Scientists have identified a neural overlap between machine and humans that can explain why the things we see in the eye of our mind is wildly different to the information that gets processed by our eyes when we actually look at something,
Using an artificial neural network, which is an AI engine that is a program designed to mimic the human brain, and an fMRI scanner, this new research is made to draw a parallel between the inner workings of the human brain and a computer system. These findings explain why a dog in your own head does not match the picture of an actual dog and could lead to more studies regarding mental health issues and the development of artificial intelligence through neural networks.

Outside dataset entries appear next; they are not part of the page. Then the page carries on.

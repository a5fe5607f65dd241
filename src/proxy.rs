// Registry mirror setup for the local Docker engine.
//
// Linux engines keep their settings in /etc/docker/daemon.json and restart
// through systemd; OrbStack on macOS uses ~/.orbstack/config/docker.json and
// restarts through orbctl.

use anyhow::{Context, bail};
use serde_json::{Map, Value};
use std::io::Write;
use std::path::{Path, PathBuf};
use tokio::process::Command;
use tracing::{debug, info};

pub const DEFAULT_MIRRORS: [&str; 2] = ["https://docker.1ms.run", "https://docker.1panel.live"];

const MIRRORS_KEY: &str = "registry-mirrors";
const DAEMON_JSON: &str = "/etc/docker/daemon.json";

/// Why an existing `registry-mirrors` value was discarded.
#[derive(Debug, Clone, Copy, PartialEq, Eq)]
pub enum ResetReason {
    Missing,
    Null,
    NotAnArray,
    Empty,
}

#[derive(Debug, Clone, PartialEq, Eq)]
pub enum MirrorChange {
    Reset(ResetReason),
    Added(String),
    AlreadyPresent(String),
}

/// Appends each of `mirrors` to the config's `registry-mirrors` list unless
/// it is already there. A missing, null, non-array or empty value starts
/// from an empty list. Other keys are left untouched.
pub fn merge_registry_mirrors(config: &mut Map<String, Value>, mirrors: &[&str]) -> Vec<MirrorChange> {
    let mut changes = Vec::new();
    let mut list = match config.remove(MIRRORS_KEY) {
        None => {
            changes.push(MirrorChange::Reset(ResetReason::Missing));
            Vec::new()
        }
        Some(Value::Null) => {
            changes.push(MirrorChange::Reset(ResetReason::Null));
            Vec::new()
        }
        Some(Value::Array(items)) if items.is_empty() => {
            changes.push(MirrorChange::Reset(ResetReason::Empty));
            Vec::new()
        }
        Some(Value::Array(items)) => items,
        Some(_) => {
            changes.push(MirrorChange::Reset(ResetReason::NotAnArray));
            Vec::new()
        }
    };

    for mirror in mirrors {
        if list.iter().any(|existing| existing.as_str() == Some(*mirror)) {
            changes.push(MirrorChange::AlreadyPresent(mirror.to_string()));
        } else {
            list.push(Value::String(mirror.to_string()));
            changes.push(MirrorChange::Added(mirror.to_string()));
        }
    }
    config.insert(MIRRORS_KEY.to_string(), Value::Array(list));
    changes
}

pub fn render_changes<W: Write>(changes: &[MirrorChange], out: &mut W) -> std::io::Result<()> {
    for change in changes {
        match change {
            MirrorChange::Reset(ResetReason::Missing) => {
                writeln!(out, "   no registry mirrors configured yet")?
            }
            MirrorChange::Reset(ResetReason::Null) => {
                writeln!(out, "   registry-mirrors is null, starting a new list")?
            }
            MirrorChange::Reset(ResetReason::NotAnArray) => {
                writeln!(out, "   registry-mirrors is not a list, replacing it")?
            }
            MirrorChange::Reset(ResetReason::Empty) => {
                writeln!(out, "   registry-mirrors is empty, starting a new list")?
            }
            MirrorChange::Added(m) => writeln!(out, "   added mirror {}", m)?,
            MirrorChange::AlreadyPresent(m) => writeln!(out, "   mirror {} already configured", m)?,
        }
    }
    Ok(())
}

/// Reads the engine config at `path`, merges `mirrors` into it and writes it
/// back pretty-printed.
pub fn update_config_file(path: &Path, mirrors: &[&str]) -> anyhow::Result<Vec<MirrorChange>> {
    let raw = std::fs::read_to_string(path)
        .with_context(|| format!("reading engine config {}", path.display()))?;
    let mut config: Map<String, Value> = serde_json::from_str(&raw)
        .with_context(|| format!("parsing engine config {}", path.display()))?;

    let changes = merge_registry_mirrors(&mut config, mirrors);

    let updated = serde_json::to_string_pretty(&config).context("serializing engine config")?;
    std::fs::write(path, updated)
        .with_context(|| format!("writing engine config {}", path.display()))?;
    Ok(changes)
}

#[derive(Debug, Clone, Copy, PartialEq, Eq)]
pub enum EngineKind {
    /// dockerd managed by systemd.
    Systemd,
    OrbStack,
}

#[derive(Debug, Clone, PartialEq, Eq)]
pub struct ProxyTarget {
    pub kind: EngineKind,
    pub config_path: PathBuf,
}

impl ProxyTarget {
    pub fn detect() -> anyhow::Result<Self> {
        if cfg!(target_os = "linux") {
            Ok(Self {
                kind: EngineKind::Systemd,
                config_path: PathBuf::from(DAEMON_JSON),
            })
        } else if cfg!(target_os = "macos") {
            let home = std::env::var("HOME").context("HOME is not set")?;
            Ok(Self {
                kind: EngineKind::OrbStack,
                config_path: PathBuf::from(home).join(".orbstack/config/docker.json"),
            })
        } else {
            bail!("registry mirror setup is only supported on Linux and macOS")
        }
    }
}

/// Runs `program` and returns its trimmed stdout; a non-zero exit is an error.
async fn run_tool(program: &str, args: &[&str]) -> anyhow::Result<String> {
    debug!(program, ?args, "running");
    let output = Command::new(program)
        .args(args)
        .output()
        .await
        .with_context(|| format!("running {} {}", program, args.join(" ")))?;
    if !output.status.success() {
        bail!(
            "{} {} exited with {}: {}",
            program,
            args.join(" "),
            output.status,
            String::from_utf8_lossy(&output.stderr).trim()
        );
    }
    Ok(String::from_utf8_lossy(&output.stdout).trim().to_string())
}

async fn check_engine<W: Write>(kind: EngineKind, out: &mut W) -> anyhow::Result<()> {
    match kind {
        EngineKind::Systemd => {
            run_tool("docker", &["version"])
                .await
                .context("Docker is not installed")?;
            // is-active exits non-zero for a stopped unit; only the text matters.
            let status = Command::new("systemctl")
                .args(["is-active", "docker"])
                .output()
                .await
                .context("checking docker service status")?;
            if String::from_utf8_lossy(&status.stdout).trim() == "active" {
                writeln!(out, "Docker service is running")?;
            } else {
                writeln!(out, "Docker service is not running")?;
            }
        }
        EngineKind::OrbStack => {
            run_tool("orbctl", &["version"])
                .await
                .context("OrbStack is not installed")?;
            match run_tool("orbctl", &["status"]).await {
                Ok(status) => writeln!(out, "OrbStack status: {}", status)?,
                Err(e) => {
                    debug!(error = %e, operation = "orbctl_status", "status unavailable");
                    writeln!(out, "OrbStack status: Stopped")?
                }
            }
        }
    }
    Ok(())
}

async fn restart_engine(kind: EngineKind) -> anyhow::Result<()> {
    match kind {
        EngineKind::Systemd => {
            run_tool("systemctl", &["daemon-reload"])
                .await
                .context("reloading systemd units")?;
            run_tool("systemctl", &["restart", "docker"])
                .await
                .context("restarting Docker")?;
        }
        EngineKind::OrbStack => {
            run_tool("orbctl", &["restart", "docker"])
                .await
                .context("restarting OrbStack Docker engine")?;
        }
    }
    Ok(())
}

/// Checks the engine is installed, merges `mirrors` into its config and
/// restarts it so the mirrors take effect.
pub async fn configure_mirrors<W: Write>(
    target: &ProxyTarget,
    mirrors: &[&str],
    out: &mut W,
) -> anyhow::Result<()> {
    check_engine(target.kind, out).await?;

    writeln!(out, "Updating {}", target.config_path.display())?;
    let changes = update_config_file(&target.config_path, mirrors)?;
    render_changes(&changes, out)?;

    writeln!(out, "Restarting Docker...")?;
    out.flush()?;
    restart_engine(target.kind).await?;
    info!(path = %target.config_path.display(), "registry mirrors configured");
    writeln!(out, "Registry mirrors configured.")?;
    Ok(())
}

#[cfg(test)]
mod tests {
    use super::*;
    use serde_json::json;

    fn object(v: Value) -> Map<String, Value> {
        match v {
            Value::Object(m) => m,
            other => panic!("not an object: {}", other),
        }
    }

    #[test]
    fn missing_key_gets_defaults() {
        let mut config = object(json!({ "debug": true }));
        let changes = merge_registry_mirrors(&mut config, &DEFAULT_MIRRORS);
        assert_eq!(changes[0], MirrorChange::Reset(ResetReason::Missing));
        assert_eq!(config[MIRRORS_KEY], json!(DEFAULT_MIRRORS));
        assert_eq!(config["debug"], json!(true));
    }

    #[test]
    fn null_value_is_replaced() {
        let mut config = object(json!({ "registry-mirrors": null }));
        let changes = merge_registry_mirrors(&mut config, &["https://a"]);
        assert_eq!(
            changes,
            vec![
                MirrorChange::Reset(ResetReason::Null),
                MirrorChange::Added("https://a".into())
            ]
        );
        assert_eq!(config[MIRRORS_KEY], json!(["https://a"]));
    }

    #[test]
    fn wrongly_typed_value_is_replaced() {
        let mut config = object(json!({ "registry-mirrors": "https://old" }));
        let changes = merge_registry_mirrors(&mut config, &["https://a"]);
        assert_eq!(changes[0], MirrorChange::Reset(ResetReason::NotAnArray));
        assert_eq!(config[MIRRORS_KEY], json!(["https://a"]));
    }

    #[test]
    fn empty_list_is_refilled() {
        let mut config = object(json!({ "registry-mirrors": [] }));
        let changes = merge_registry_mirrors(&mut config, &["https://a"]);
        assert_eq!(changes[0], MirrorChange::Reset(ResetReason::Empty));
        assert_eq!(config[MIRRORS_KEY], json!(["https://a"]));
    }

    #[test]
    fn existing_mirrors_are_kept_and_not_duplicated() {
        let mut config = object(json!({ "registry-mirrors": ["https://mine", "https://a"] }));
        let changes = merge_registry_mirrors(&mut config, &["https://a", "https://b"]);
        assert_eq!(
            changes,
            vec![
                MirrorChange::AlreadyPresent("https://a".into()),
                MirrorChange::Added("https://b".into())
            ]
        );
        assert_eq!(
            config[MIRRORS_KEY],
            json!(["https://mine", "https://a", "https://b"])
        );
    }

    #[test]
    fn render_lists_each_change() {
        let mut out = Vec::new();
        render_changes(
            &[
                MirrorChange::Reset(ResetReason::Missing),
                MirrorChange::Added("https://a".into()),
                MirrorChange::AlreadyPresent("https://b".into()),
            ],
            &mut out,
        )
        .unwrap();
        let out = String::from_utf8(out).unwrap();
        assert!(out.contains("no registry mirrors configured yet"));
        assert!(out.contains("added mirror https://a"));
        assert!(out.contains("mirror https://b already configured"));
    }
}
// Engine information and disk usage for `clear --info`

use crate::format::{rule, to_gb};
use crate::gateway::Gateway;
use std::io::Write;
use tracing::warn;

/// Display only. An engine-info failure ends the report; a disk-usage failure
/// only drops the disk lines.
pub async fn report_system_info<W: Write>(gateway: &dyn Gateway, out: &mut W) -> std::io::Result<()> {
    writeln!(out, "Fetching Docker system information...")?;

    let info = match gateway.system_info().await {
        Ok(info) => info,
        Err(e) => {
            warn!(error = %e, operation = "system_info", "system info unavailable");
            return writeln!(out, "Error: failed to get system info: {}", e);
        }
    };

    writeln!(out, "{}", rule('='))?;
    writeln!(out, "Docker system information:")?;
    writeln!(out, "   Version: {}", info.version)?;
    writeln!(
        out,
        "   Containers: {} total ({} running, {} paused, {} stopped)",
        info.containers, info.running, info.paused, info.stopped
    )?;
    writeln!(out, "   Images: {}", info.images)?;
    writeln!(out, "   Storage driver: {}", info.storage_driver)?;
    writeln!(out, "   Root directory: {}", info.root_dir)?;

    match gateway.disk_usage().await {
        Ok(usage) => {
            writeln!(out, "   Disk usage: {:.2} GB", to_gb(usage.total()))?;
            writeln!(out, "     Layers: {:.2} GB", to_gb(usage.layers_size))?;
            writeln!(out, "     Build cache: {:.2} GB", to_gb(usage.build_cache_size))?;
        }
        Err(e) => {
            warn!(error = %e, operation = "disk_usage", "disk usage unavailable");
        }
    }

    writeln!(
        out,
        "   System time: {}",
        chrono::Local::now().format("%Y-%m-%d %H:%M:%S")
    )
}
// Build-time identity reported by `doke version`

pub const VERSION: &str = env!("CARGO_PKG_VERSION");

pub const NAME: &str = env!("CARGO_PKG_NAME");
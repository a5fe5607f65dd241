// Library for the doke binary and its tests

pub mod cleanup;
pub mod cli;
pub mod config;
pub mod format;
pub mod frame;
pub mod gateway;
pub mod inspect;
pub mod models;
pub mod proxy;
pub mod runcmd;
pub mod version;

Thomas Nasaleris, a neuroscientist affiliated with the Medical university of South Carolina, has explained that researchers are aware of the fact that mental imagery is highly similar in some ways to regular vision, but there is no way for the two to be completely identical. Naselaris has continued by saying that the researchers wanted to precisely know how there is a difference between the two.
The team made use of a generative neural network that can create pictures and identify them with ease if it is given enough data for training purposes. The team then studies how it behaves when analyzing sample images and producing its very own images.
This particular analysis was, after that, compared with the regular activity found in human brains, as it is measured using an fMRI scanner. At different stages of the study, volunteers looked at the images on a screen and imagined mental pictures of their own inside their own minds.
The results were perplexing. The human brain and the artificial network matched up to a certain extent. Scientists observed similarities in the way in which signal is passed. It would appear that imagined images are a lot less precise than images that are showed.